To avoid appearing the imaginary number $i$ in the solution ,

Consider

$\int \frac{dx}{\sqrt{ x + \sqrt{ x^2 - a^2 }}}$

$= \int \frac{dx}{\sqrt{ x + \sqrt{ x^2 + 1}}} \cdot \frac{ \sqrt{ x - \sqrt{x^2 - a^2 }} }{\sqrt{ x - \sqrt{x^2 - a^2 }}}$

$= \int \frac{ \sqrt{ x - \sqrt{x^2 - a^2 }} }{ \sqrt{ x^2 - (x^2 - a^2)}}~dx$

$= \frac{1}{a} \int \sqrt{ x - \sqrt{x^2 - a^2 }} ~dx$

Now , the integral looks much more simplier but that's not enough , we have to do something special in the following steps :

$= \frac{1}{a} \int \sqrt{\frac{2( x - \sqrt{x^2 - a^2})}{2}} ~dx$

$= \frac{1}{a \sqrt{2}} \int \sqrt{2x - 2\sqrt{(x-a)(x+a)}}~dx$

$= \frac{1}{a \sqrt{2}} \int \sqrt{ ( x+a) - 2\sqrt{(x-a)(x+a)} + (x-a)}~dx$

$= \frac{1}{a \sqrt{2}} \int \sqrt{ \sqrt{x+a}^2 - 2\sqrt{(x-a)(x+a)} + \sqrt{x-a}^2}~dx$

$= \frac{1}{a \sqrt{2}} \int \sqrt{ ( \sqrt{x+a} - \sqrt{x-a})^2}~dx$

$= \frac{1}{a \sqrt{2}} \int [\sqrt{x+a} - \sqrt{x-a} ]~dx$

$= \frac{\sqrt{2}}{3a} \left[ \sqrt{x+a}^3 - \sqrt{x-a}^3 \right ] + C$

$= \frac{\sqrt{2}}{3a} ( \sqrt{x+a} - \sqrt{x-a})( (x+a) + \sqrt{x^2 - a^2} + (x-a) ) + C$

$= \frac{2}{3a} \sqrt{ x - \sqrt{x^2 - a^2}} ( 2x + \sqrt{ x^2 - a^2}) + C$

$= \frac{2}{3} \frac{1}{\sqrt{x+ \sqrt{x^2 - a^2}}} ( 2x + \sqrt{x^2 - a^2} ) + C$

Sub. $-a^2 = +1$

the integral

$= \frac{2}{3} \frac{2x + \sqrt{x^2 +1} }{\sqrt{x+ \sqrt{x^2 +1}}} + C$

7. Originally Posted by TWiX
What is the solution
i lost 2 hours from my life
and BTW, you should said that n dont equal -1

I just forgot to add this point but actually it is also true when $n = -1$

Although , from the formula , it gives us something like this :

$\frac{ x^0}{0} + C$ or $\lim_{a\to 0} \frac{x^a}{a} + C$

the numerator tends to $1$ while the denominator tends to zero .
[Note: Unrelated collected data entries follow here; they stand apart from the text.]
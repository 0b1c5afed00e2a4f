use std::sync::Arc;

use tracing::error;

use bazaar_db::{Database, StoreResult};
use bazaar_gateway::RoomFanout;

use crate::error::ApiError;

pub type AppState = Arc<AppStateInner>;

pub struct AppStateInner {
    pub db: Arc<Database>,
    pub jwt_secret: String,
    pub fanout: Arc<dyn RoomFanout>,
}

/// Run a store call off the async runtime.
pub async fn run_blocking<F, T>(state: &AppState, f: F) -> Result<T, ApiError>
where
    F: FnOnce(&Database) -> StoreResult<T> + Send + 'static,
    T: Send + 'static,
{
    let db = state.db.clone();
    tokio::task::spawn_blocking(move || f(&db))
        .await
        .map_err(|e| {
            error!("spawn_blocking join error: {}", e);
            ApiError::Internal(e.to_string())
        })?
        .map_err(ApiError::from)
}
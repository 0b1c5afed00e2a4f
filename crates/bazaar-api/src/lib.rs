pub mod blocks;
pub mod error;
pub mod friends;
pub mod messages;
pub mod middleware;
pub mod rooms;
pub mod state;

use axum::{
    Json, Router, middleware as axum_middleware,
    response::IntoResponse,
    routing::{delete, get, post},
};

pub use error::ApiError;
pub use state::{AppState, AppStateInner};

/// Every REST route. `/health` is open; the rest sit behind `require_auth`.
pub fn router(state: AppState) -> Router {
    let public_routes = Router::new().route("/health", get(health));

    let protected_routes = Router::new()
        .route("/rooms", get(rooms::list_rooms))
        .route("/rooms/friend", post(rooms::ensure_friend_room))
        .route("/rooms/trade", post(rooms::ensure_trade_room))
        .route("/rooms/{room_id}", delete(rooms::leave_room))
        .route(
            "/rooms/{room_id}/messages",
            get(messages::get_messages).post(messages::send_message),
        )
        .route("/rooms/{room_id}/read", post(messages::mark_read))
        .route(
            "/friend-requests",
            get(friends::list_box).post(friends::send_request),
        )
        .route("/friend-requests/{request_id}/accept", post(friends::accept_request))
        .route("/friend-requests/{request_id}/reject", post(friends::reject_request))
        .route("/friend-requests/{request_id}/cancel", post(friends::cancel_request))
        .route("/friends", get(friends::list_friends))
        .route("/friends/{user_id}", delete(friends::unfriend))
        .route("/blocks", get(blocks::list_blocks).post(blocks::block))
        .route("/blocks/{user_id}", delete(blocks::unblock))
        .layer(axum_middleware::from_fn_with_state(
            state.clone(),
            middleware::require_auth,
        ))
        .with_state(state);

    Router::new().merge(public_routes).merge(protected_routes)
}

pub async fn health() -> impl IntoResponse {
    Json(serde_json::json!({ "status": "ok" }))
}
,if we rewrite the constant $C$ as $-\frac{1}{a} + C'$ , and make $a$ very small $\to 0$

so we have

$\int \frac{dx}{x} = \lim_{a\to 0} \frac{x^a -1 }{a} + C'$

Then use L rule to evaluate the limit , we will find that

$I = \ln(x) + C'$